Thursday, July 19, 2012

New Recipe

I made it up w/ ingredients I had.

So, I have made good sour cream enchiladas before, both beef and chicken.  Do you know the ones....that use condensed cream soups in them?  They are good, though I wish to steer away from them and make my own "cream of" soups in the future.  But, I did not have any on hand tonight...and had extra chicken I wanted to do something special with.  So looking online but not really finding anything..., then looking in my bare cupboards, I found a can of enchilada sauce and a can of chicken and rice soup  and a small can of diced green chili's.  I cooked my chicken and chopped it up.  Found a brand new unopened, still-sealed, didn't know I had and not-to-out-of-date sour cream in the fridge...score!  So in one bowl, I mixed about a cup of sour cream, the green chili's, a dash of garlic salt, the chicken, and some shredded cheese (I prefer finely shredded, and it was about a cup).  Then in another bowl, I combined the sauce and the soup and just a few green chili's from the can.  I filled my flour tortillas w/ the cream mixture and rolled them up and lined them into one of my square corningwares.  I rolled until I used up all the creamy mixture.  Then I poured my sauce/soup mix over all of them, and topped w/ a layer of shredded cheese (I had cheddar...a mexican blend would be good) and voila.  Baked in about 350 oven for....20 minutes?  Maybe 30.  Until cheese is well melted and edges begin to brown.  (Actually what happened was I needed to leave the house for a bit, so I turned the oven off and let it keep cooking ...it somehow was perfect :P) ....It was yummy.   Somehow the rice soup mixed w/ the enchilada sauce reminded me of "mexican rice" though more saucy.  Now, of course you might prefer more hit added somehow...perhaps a chopped jalepeno, or a dash of hot sauce or even picante sauce.  And i think olives would have been good on top.  It was realllly good though.  The insides were warm and creamy, then the mixed w/ the sauce and cheese....mmmm.  If I do say so myself. :)

Wednesday, July 18, 2012

Virtual 5K Update 2

I know it's early but....Smurf Dancing.  That's all I got to say.
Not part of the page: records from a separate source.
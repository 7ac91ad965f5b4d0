//! Migration engine for a single namespace.
//!
//! An [`Engine`] owns one database session. [`Engine::initialize`] snapshots
//! the migration set and the applied state; [`Engine::pending`] diffs the two;
//! [`Engine::migrate`] applies one version in a transaction that also inserts
//! its tracking row, so a version is either fully applied or not at all.
//! A dry [`Engine::run`] executes every pending version inside one
//! transaction and rolls it back at the end, so later scripts see the
//! effects of earlier ones exactly as a real run would.

use crate::cancel::CancelSignal;
use crate::error::{MigrateError, MigrateResult};
use crate::migration::{Migration, MigrationSet};
use crate::observer::{MigrationObserver, MigrationOutcome};
use crate::source::MigrationSource;
use crate::state::{AppliedState, StateStore};
use sa_core::Namespace;
use sa_db::{Database, DbError};
use std::sync::Arc;

/// Lifecycle of an [`Engine`].
#[derive(Debug, Clone, PartialEq, Eq)]
pub enum EngineState {
    /// `initialize()` has not succeeded yet
    Uninitialized,
    /// Snapshots loaded, nothing attempted
    Initialized,
    /// Last migration succeeded; ready for the next
    Idle,
    /// Inside the transaction for this version
    Applying(String),
    /// This version failed and was rolled back
    Failed(String),
    /// `run()` applied every pending migration
    Completed,
}

/// Snapshots taken by `initialize()`.
struct Loaded {
    migrations: MigrationSet,
    applied: AppliedState,
}

/// Applies migrations to one namespace over one session.
///
/// Methods take `&mut self`: one engine serves one logical writer.
pub struct Engine {
    db: Arc<dyn Database>,
    namespace: Namespace,
    source: Arc<dyn MigrationSource>,
    store: StateStore,
    dry_run: bool,
    cancel: CancelSignal,
    loaded: Option<Loaded>,
    completed: Vec<String>,
    state: EngineState,
}

impl Engine {
    /// Create an engine. `db` must already be bound to `namespace`.
    pub fn new(
        db: Arc<dyn Database>,
        namespace: Namespace,
        source: Arc<dyn MigrationSource>,
    ) -> Self {
        let store = StateStore::new(Arc::clone(&db), &namespace);
        Self {
            db,
            namespace,
            source,
            store,
            dry_run: false,
            cancel: CancelSignal::new(),
            loaded: None,
            completed: Vec::new(),
            state: EngineState::Uninitialized,
        }
    }

    /// Roll back every migration after executing it.
    pub fn with_dry_run(mut self, dry_run: bool) -> Self {
        self.dry_run = dry_run;
        self
    }

    /// Use a caller-owned cancellation signal.
    pub fn with_cancel(mut self, cancel: CancelSignal) -> Self {
        self.cancel = cancel;
        self
    }

    pub fn namespace(&self) -> &Namespace {
        &self.namespace
    }

    pub fn state(&self) -> &EngineState {
        &self.state
    }

    /// Versions this engine migrated successfully, in order. In dry run these
    /// were rolled back again.
    pub fn completed(&self) -> &[String] {
        &self.completed
    }

    /// Versions committed in this namespace, as of `initialize()` plus any
    /// committed since.
    pub fn applied(&self) -> MigrateResult<&AppliedState> {
        Ok(&self.loaded()?.applied)
    }

    /// Create the tracking table, then load the migration set and the
    /// applied state.
    pub async fn initialize(&mut self) -> MigrateResult<()> {
        self.store.ensure_tracking_table().await?;
        let migrations = self.source.load_for(&self.namespace)?;
        let applied = self.store.load_applied().await?;

        log::debug!(
            "Namespace '{}': {} migrations in {}, {} applied",
            self.namespace,
            migrations.len(),
            self.source.describe(),
            applied.len()
        );

        self.loaded = Some(Loaded {
            migrations,
            applied,
        });
        self.state = EngineState::Initialized;
        Ok(())
    }

    /// Versions in the migration set that are not applied yet, ascending.
    pub fn pending(&self) -> MigrateResult<Vec<String>> {
        let loaded = self.loaded()?;
        Ok(loaded.applied.pending_in(&loaded.migrations))
    }

    /// Apply one migration.
    ///
    /// The tracking insert and the script body share one transaction. In dry
    /// run that transaction is always rolled back, so this previews a single
    /// version against the current committed state.
    pub async fn migrate(&mut self, version: &str) -> MigrateResult<()> {
        let migration = self
            .loaded()?
            .migrations
            .find(version)
            .cloned()
            .ok_or_else(|| MigrateError::NotFound(version.to_string()))?;

        self.check_cancelled(version)?;
        self.state = EngineState::Applying(version.to_string());

        match self.apply(&migration).await {
            Ok(()) => {
                if !self.dry_run {
                    if let Some(loaded) = self.loaded.as_mut() {
                        loaded.applied.insert(version);
                    }
                }
                log::debug!(
                    "Namespace '{}': {} {}",
                    self.namespace,
                    version,
                    if self.dry_run { "ok (rolled back)" } else { "committed" }
                );
                self.completed.push(version.to_string());
                self.state = EngineState::Idle;
                Ok(())
            }
            Err(err) => {
                self.state = EngineState::Failed(version.to_string());
                Err(err)
            }
        }
    }

    /// Apply every pending migration in order, stopping at the first failure.
    ///
    /// Returns the versions that succeeded. Versions committed before a
    /// failure stay committed. In dry run nothing is committed, and the
    /// result matches what a real run would return.
    pub async fn run(&mut self, observer: &dyn MigrationObserver) -> MigrateResult<Vec<String>> {
        if self.dry_run {
            return self.run_dry(observer).await;
        }

        let pending = self.pending()?;
        let mut done = Vec::with_capacity(pending.len());

        for version in pending {
            match self.migrate(&version).await {
                Ok(()) => {
                    observer.on_migration(&self.namespace, &version, &MigrationOutcome::Applied);
                    done.push(version);
                }
                Err(err) => {
                    let outcome = MigrationOutcome::Failed(err.to_string());
                    observer.on_migration(&self.namespace, &version, &outcome);
                    return Err(err);
                }
            }
        }

        self.state = EngineState::Completed;
        Ok(done)
    }

    async fn run_dry(&mut self, observer: &dyn MigrationObserver) -> MigrateResult<Vec<String>> {
        let pending: Vec<Migration> = {
            let loaded = self.loaded()?;
            loaded
                .migrations
                .iter()
                .filter(|m| !loaded.applied.contains(&m.version))
                .cloned()
                .collect()
        };
        let Some(first) = pending.first() else {
            self.state = EngineState::Completed;
            return Ok(Vec::new());
        };

        self.check_cancelled(&first.version)?;
        self.db
            .begin()
            .await
            .map_err(|e| MigrateError::execution(&first.version, e))?;

        let mut done = Vec::with_capacity(pending.len());
        let mut result = Ok(());
        for migration in &pending {
            let version = migration.version.as_str();
            self.state = EngineState::Applying(version.to_string());

            match self.apply_in_transaction(migration).await {
                Ok(()) => {
                    observer.on_migration(&self.namespace, version, &MigrationOutcome::DryRun);
                    self.completed.push(version.to_string());
                    done.push(version.to_string());
                }
                Err(err) => {
                    let outcome = MigrationOutcome::Failed(err.to_string());
                    observer.on_migration(&self.namespace, version, &outcome);
                    self.state = EngineState::Failed(version.to_string());
                    result = Err(err);
                    break;
                }
            }
        }

        if let Err(e) = self.db.rollback().await {
            log::warn!(
                "Namespace '{}': rollback of dry run failed: {e}",
                self.namespace
            );
        }
        result?;

        log::debug!(
            "Namespace '{}': dry run of {} migrations rolled back",
            self.namespace,
            done.len()
        );
        self.state = EngineState::Completed;
        Ok(done)
    }

    fn loaded(&self) -> MigrateResult<&Loaded> {
        self.loaded.as_ref().ok_or(MigrateError::NotInitialized)
    }

    fn check_cancelled(&self, version: &str) -> MigrateResult<()> {
        if self.cancel.is_cancelled() {
            return Err(MigrateError::Cancelled {
                version: version.to_string(),
            });
        }
        Ok(())
    }

    async fn apply(&self, migration: &Migration) -> MigrateResult<()> {
        let version = migration.version.as_str();

        self.db
            .begin()
            .await
            .map_err(|e| MigrateError::execution(version, e))?;

        let result = self.apply_in_transaction(migration).await;

        if self.dry_run || result.is_err() {
            if let Err(e) = self.db.rollback().await {
                log::warn!(
                    "Namespace '{}': rollback of {} failed: {e}",
                    self.namespace,
                    version
                );
            }
            return result;
        }

        if let Err(e) = self.db.commit().await {
            if let Err(rollback) = self.db.rollback().await {
                log::warn!(
                    "Namespace '{}': rollback after failed commit of {} failed: {rollback}",
                    self.namespace,
                    version
                );
            }
            return Err(MigrateError::execution(version, e));
        }
        Ok(())
    }

    async fn apply_in_transaction(&self, migration: &Migration) -> MigrateResult<()> {
        let version = migration.version.as_str();
        self.check_cancelled(version)?;

        self.store
            .record(version)
            .await
            .map_err(|e| MigrateError::execution(version, e))?;

        self.check_cancelled(version)?;

        let body = std::str::from_utf8(&migration.body).map_err(|e| {
            MigrateError::execution(
                version,
                DbError::ExecutionError(format!("script is not valid UTF-8: {e}")),
            )
        })?;
        if !body.trim().is_empty() {
            self.db
                .execute_batch(body)
                .await
                .map_err(|e| MigrateError::execution(version, e))?;
        }

        self.check_cancelled(version)
    }
}

#[cfg(test)]
#[path = "engine_test.rs"]
mod tests;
LOL

So, besides more swimming and wave pool (woot!) ....the kids and I have been rockin' out with the Smurfs.  No, really.  This IS exercise.  LOL

Since we couldn't buy the fancy equipment that goes with most of the Dancy Party (whatever they are called) games.... and since we were using the Buy 2, Get 1 deal at Gamestop and needed to pick out one of the used games for Mariam....we chose the Smurfs Dance Party game for our Wii.  And the whole fam loves it LOL  We compete.  I did beat Micah 3 songs in a row.  But that is all. LOL  If you really keep up, it's a workout...just like any of the other games, if maybe a TAD easier.   It's no zumba, but...it has some zumba-inspired moves.  It's enough for us, for now anyway.  And it's fun!  So score!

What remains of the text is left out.